Aside from the benefits of peer support, the potential of groups to facilitate increased contact with clients in supported housing programs needs to be examined. Groups allow case managers to provide services to multiple clients simultaneously, which can lead to more efficient care. For example, in psychotherapy, group therapy can be more cost and time effective than individual therapy [15-16]. While case management may be different from psychotherapy, the potential for providing services to groups of clients rather than clients individually may be particularly pertinent to examine as HUD-VASH programs grow and staff seek to deliver more efficient clinical services.

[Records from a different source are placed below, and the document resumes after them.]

//! Organizer agent service for LVL.AI
//!
//! Retrieves a user's profile and task set from the document store, derives
//! presentation statistics (overdue detection, status grouping), formats a
//! bounded natural-language context block, and dispatches it to one of two
//! interchangeable AI backends with a uniform fallback/error contract.

pub mod agent;
pub mod api;
pub mod config;
pub mod context;
pub mod error;
pub mod metrics;
pub mod middleware;
pub mod store;

pub use error::{OrganizerError, Result};
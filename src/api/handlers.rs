//! API handlers for the organizer agent endpoints

use super::models::{
    error_codes, error_response, ApiError, ChatRequestBody, ChatResponseBody, ContextResponseBody,
    HealthResponse, InsightResponseBody, ProviderHealth, ResponseMetadata, TestProviderQuery,
    TestProviderResponseBody,
};
use crate::agent::{ChatOptions, OrganizerAgent, Provider};
use crate::context::format_context_for_prompt;
use crate::error::Result;
use crate::metrics::METRICS;
use crate::middleware::AuthenticatedUser;
use axum::{
    extract::{Query, State},
    http::StatusCode,
    Extension, Json,
};
use chrono::Utc;
use std::sync::Arc;
use std::time::Instant;
use tracing::{error, info};

/// Maximum accepted chat message length in characters
const MAX_MESSAGE_LENGTH: usize = 1000;

/// Application state shared by all handlers
#[derive(Clone)]
pub struct AppState {
    pub agent: Arc<OrganizerAgent>,
}

/// Chat with the organizer agent
///
/// POST /api/organizer/chat
pub async fn chat(
    State(state): State<AppState>,
    Extension(user): Extension<AuthenticatedUser>,
    Json(request): Json<ChatRequestBody>,
) -> std::result::Result<Json<ChatResponseBody>, (StatusCode, Json<ApiError>)> {
    let start = Instant::now();

    info!("Organizer chat request: user={}", user.id);

    let message = request.message.trim();
    if message.is_empty() {
        return Err((
            StatusCode::BAD_REQUEST,
            Json(ApiError::new(
                error_codes::VALIDATION_ERROR,
                "Message is required",
            )),
        ));
    }

    if message.chars().count() > MAX_MESSAGE_LENGTH {
        return Err((
            StatusCode::BAD_REQUEST,
            Json(ApiError::new(
                error_codes::VALIDATION_ERROR,
                "Message cannot exceed 1000 characters",
            )),
        ));
    }

    let options = ChatOptions {
        temperature: request.temperature,
        max_tokens: request.max_tokens,
        provider: request.provider,
    };

    let result = state.agent.chat(&user.id, message, &options).await;
    finish("chat", start, result.map(|response| {
        Json(ChatResponseBody {
            success: true,
            response,
            metadata: ResponseMetadata::new(&user.id, "chat"),
        })
    }))
}

/// Get task organization suggestions
///
/// GET /api/organizer/suggestions
pub async fn suggestions(
    State(state): State<AppState>,
    Extension(user): Extension<AuthenticatedUser>,
) -> std::result::Result<Json<InsightResponseBody>, (StatusCode, Json<ApiError>)> {
    insight_handler(
        state,
        user,
        "organization_suggestions",
        |agent, user_id| async move { agent.organization_suggestions(&user_id, None).await },
    )
    .await
}

/// Get a daily task plan
///
/// GET /api/organizer/daily-plan
pub async fn daily_plan(
    State(state): State<AppState>,
    Extension(user): Extension<AuthenticatedUser>,
) -> std::result::Result<Json<InsightResponseBody>, (StatusCode, Json<ApiError>)> {
    insight_handler(state, user, "daily_plan", |agent, user_id| async move {
        agent.daily_plan(&user_id, None).await
    })
    .await
}

/// Analyze productivity patterns
///
/// GET /api/organizer/productivity-analysis
pub async fn productivity_analysis(
    State(state): State<AppState>,
    Extension(user): Extension<AuthenticatedUser>,
) -> std::result::Result<Json<InsightResponseBody>, (StatusCode, Json<ApiError>)> {
    insight_handler(
        state,
        user,
        "productivity_analysis",
        |agent, user_id| async move { agent.productivity_analysis(&user_id, None).await },
    )
    .await
}

/// Get a motivational message
///
/// GET /api/organizer/motivation
pub async fn motivation(
    State(state): State<AppState>,
    Extension(user): Extension<AuthenticatedUser>,
) -> std::result::Result<Json<InsightResponseBody>, (StatusCode, Json<ApiError>)> {
    insight_handler(state, user, "motivation", |agent, user_id| async move {
        agent.motivation(&user_id, None).await
    })
    .await
}

/// Inspect the retrieved context, raw and formatted
///
/// GET /api/organizer/context
pub async fn context(
    State(state): State<AppState>,
    Extension(user): Extension<AuthenticatedUser>,
) -> std::result::Result<Json<ContextResponseBody>, (StatusCode, Json<ApiError>)> {
    let start = Instant::now();

    let result = state.agent.retrieve_context(&user.id).await;
    finish("context", start, result.map(|context| {
        let formatted_context = format_context_for_prompt(&context);
        Json(ContextResponseBody {
            success: true,
            context,
            formatted_context,
        })
    }))
}

/// Probe AI provider connectivity
///
/// GET /api/organizer/test-provider
pub async fn test_provider(
    State(state): State<AppState>,
    Query(query): Query<TestProviderQuery>,
) -> std::result::Result<Json<TestProviderResponseBody>, (StatusCode, Json<ApiError>)> {
    let start = Instant::now();

    info!("Provider probe request: provider={:?}", query.provider);

    let result = state.agent.test_provider(query.provider).await;
    finish("test_provider", start, result.map(|test_result| {
        Json(TestProviderResponseBody {
            success: true,
            test_result,
        })
    }))
}

/// Service health with provider credential availability
///
/// GET /api/organizer/health
pub async fn health(State(state): State<AppState>) -> Json<HealthResponse> {
    let registry = state.agent.registry();

    Json(HealthResponse {
        status: "healthy",
        timestamp: Utc::now(),
        service: "organizer-agent",
        providers: ProviderHealth {
            deepseek: registry.is_configured(Provider::Deepseek),
            openrouter: registry.is_configured(Provider::Openrouter),
        },
        features: &[
            "chat",
            "organization-suggestions",
            "daily-plan",
            "productivity-analysis",
            "motivation",
            "provider-test",
        ],
    })
}

/// Export metrics in Prometheus text format
///
/// GET /metrics
pub async fn metrics_export() -> String {
    METRICS.export_prometheus()
}

/// Shared wrapper for the context-grounded insight operations
async fn insight_handler<F, Fut>(
    state: AppState,
    user: AuthenticatedUser,
    kind: &'static str,
    operation: F,
) -> std::result::Result<Json<InsightResponseBody>, (StatusCode, Json<ApiError>)>
where
    F: FnOnce(Arc<OrganizerAgent>, String) -> Fut,
    Fut: std::future::Future<Output = Result<String>>,
{
    let start = Instant::now();

    info!("Organizer {} request: user={}", kind, user.id);

    let result = operation(state.agent.clone(), user.id.clone()).await;
    finish(kind, start, result.map(|insight| {
        Json(InsightResponseBody {
            success: true,
            result: insight,
            metadata: ResponseMetadata::new(&user.id, kind),
        })
    }))
}

/// Record metrics for an operation outcome and map errors to responses
fn finish<T>(
    operation: &'static str,
    start: Instant,
    result: Result<T>,
) -> std::result::Result<T, (StatusCode, Json<ApiError>)> {
    let success = result.is_ok();
    METRICS.record_agent_request(operation, success);
    METRICS
        .agent_request_duration
        .with_label_values(&[operation])
        .observe(start.elapsed().as_secs_f64());

    result.map_err(|e| {
        error!("Organizer {} failed: {}", operation, e);
        error_response(&e)
    })
}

This study examined the current practices and attitudes regarding groups among HUD-VASH programs and case managers in the New England region, where a current project is underway to develop and disseminate the GIPS model. We examined administrative data on the use of groups in HUD-VASH and case manager responses to an online survey. We hypothesized that programs in the New England region would use groups more often because of recent dissemination efforts of the GIPS model. We further hypothesized that programs that used groups would have more contacts with clients and that case managers who reported using groups would also report more positive attitudes about groups.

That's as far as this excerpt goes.